ABSTRACT

Even before Susilo Bambang Yudhoyono left office in October 2014 after ten years as Indonesia’s president, discussions about the nature and weight of his political legacy had been well under way. For some, Yudhoyono’s presidency had brought stability, economic growth, the decline of communal conflict and terrorism, and the consolidation of democracy (Wolfowitz 2009; Sheridan 2011). Indeed, Indonesia’s high ratings in international democracy indexes seemed to confirm this assessment, with Freedom House ranking the country as Southeast Asia’s most free and democratic between 2006 and 2013 (Freedom House 2013).

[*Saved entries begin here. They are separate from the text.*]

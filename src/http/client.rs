//! Request executor for the API under test

use std::time::Duration;

use reqwest::header::{HeaderMap, HeaderName, HeaderValue, CONTENT_TYPE, COOKIE};

use crate::common::config::ApiConfig;
use crate::common::{Error, Result};

use super::types::{ApiResponse, FailureKind, Method, Outcome, Request, RequestBody, ResponseBody};

/// Sends requests to the configured API and normalizes what comes back
///
/// The executor never retries. Transport faults become `Outcome::Failed`
/// so a flaky network shows up in the report instead of aborting the run.
pub struct Executor {
    client: reqwest::Client,
    base_url: String,
    api_base: String,
    timeout: Duration,
}

impl Executor {
    /// Build an executor for the given API settings
    pub fn new(config: &ApiConfig) -> Result<Self> {
        config.validate()?;
        let timeout = Duration::from_secs(config.timeout_secs);
        let client = reqwest::Client::builder()
            .timeout(timeout)
            .build()
            .map_err(|e| Error::Internal(format!("Failed to build HTTP client: {}", e)))?;

        Ok(Self {
            client,
            base_url: config.base_url.trim_end_matches('/').to_string(),
            api_base: config.api_base(),
            timeout,
        })
    }

    /// Service root as configured, without the API prefix
    pub fn base_url(&self) -> &str {
        &self.base_url
    }

    /// API root every endpoint is appended to
    pub fn api_base(&self) -> &str {
        &self.api_base
    }

    pub fn timeout(&self) -> Duration {
        self.timeout
    }

    /// Full URL for an endpoint
    pub fn url(&self, endpoint: &str) -> String {
        format!("{}{}", self.api_base, endpoint)
    }

    /// Parse `method` and send a request with an optional JSON body
    ///
    /// Fails only when the method is not one the executor supports.
    pub async fn call(
        &self,
        method: &str,
        endpoint: &str,
        body: Option<serde_json::Value>,
    ) -> Result<Outcome> {
        let method: Method = method.parse()?;
        let mut request = Request::new(method, endpoint);
        if let Some(body) = body {
            request = request.json(body);
        }
        Ok(self.execute(&request).await)
    }

    /// Send one request and return its outcome
    pub async fn execute(&self, request: &Request) -> Outcome {
        let url = self.url(&request.endpoint);
        tracing::debug!(method = %request.method, url = %url, "sending request");

        let headers = match build_headers(request) {
            Ok(headers) => headers,
            Err(message) => {
                tracing::warn!(url = %url, "Request failed: {}", message);
                return Outcome::failed(FailureKind::Request, message);
            }
        };

        let mut builder = self
            .client
            .request(request.method.into(), &url)
            .headers(headers);

        builder = match &request.body {
            Some(RequestBody::Json(value)) => builder.json(value),
            Some(RequestBody::Raw(text)) => builder.body(text.clone()),
            None => builder,
        };

        let response = match builder.send().await {
            Ok(response) => response,
            Err(e) => {
                let kind = classify(&e);
                tracing::warn!(url = %url, kind = %kind, "Request failed: {}", e);
                return Outcome::failed(kind, e.to_string());
            }
        };

        let status = response.status().as_u16();
        match response.text().await {
            Ok(text) => {
                tracing::debug!(url = %url, status, "received response");
                Outcome::Response(ApiResponse {
                    status,
                    body: ResponseBody::from_text(text),
                })
            }
            Err(e) => {
                let kind = if e.is_timeout() {
                    FailureKind::Timeout
                } else {
                    FailureKind::Body
                };
                tracing::warn!(url = %url, status, "Failed to read response body: {}", e);
                Outcome::failed(kind, e.to_string())
            }
        }
    }
}

/// Default `Content-Type: application/json`, overridden by caller headers
fn build_headers(request: &Request) -> std::result::Result<HeaderMap, String> {
    let mut headers = HeaderMap::new();
    headers.insert(CONTENT_TYPE, HeaderValue::from_static("application/json"));

    if let Some(cookies) = request.cookie_header() {
        let value = HeaderValue::from_str(&cookies)
            .map_err(|e| format!("invalid cookie value '{}': {}", cookies, e))?;
        headers.insert(COOKIE, value);
    }

    for (name, value) in &request.headers {
        let header_name = HeaderName::from_bytes(name.as_bytes())
            .map_err(|e| format!("invalid header name '{}': {}", name, e))?;
        let header_value = HeaderValue::from_str(value)
            .map_err(|e| format!("invalid value for header '{}': {}", name, e))?;
        headers.insert(header_name, header_value);
    }

    Ok(headers)
}

fn classify(error: &reqwest::Error) -> FailureKind {
    if error.is_timeout() {
        FailureKind::Timeout
    } else if error.is_connect() {
        FailureKind::Connect
    } else {
        FailureKind::Request
    }
}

Significantly, Indonesia appeared as a rock-solid model of a Muslim democracy—a category that remains preciously small, especially after the Egyptian generals brought the Arab Spring to a brutal end in August 2013. In short, Yudhoyono was praised as the guarantor of Indonesia’s long-term stabilization, turning the country from an institutionally weak and conflict-ridden polity into a haven of predictability in Southeast Asia and beyond. Others, however, were not so kind in their evaluation of Yudhoyono’s performance. In their view, Yudhoyono’s “regal incumbency” (Fealy 2011) had delivered political stagnation, widespread apathy among ordinary citizens, and inaction on Indonesia’s economic challenges (Tomsa 2010; Mietzner 2012a, 2012b). From this perspective, the stability Yudhoyono had left behind masked the fact that the president had failed to launch a single institutional reform project in his decade as the country’s top official. Thus, the critics argued, Yudhoyono administered Indonesia rather than ruling it, and the absence of political conflict under his presidency was more a sign of his lack of courage to initiate groundbreaking reform projects than of genuine collective satisfaction with the status quo.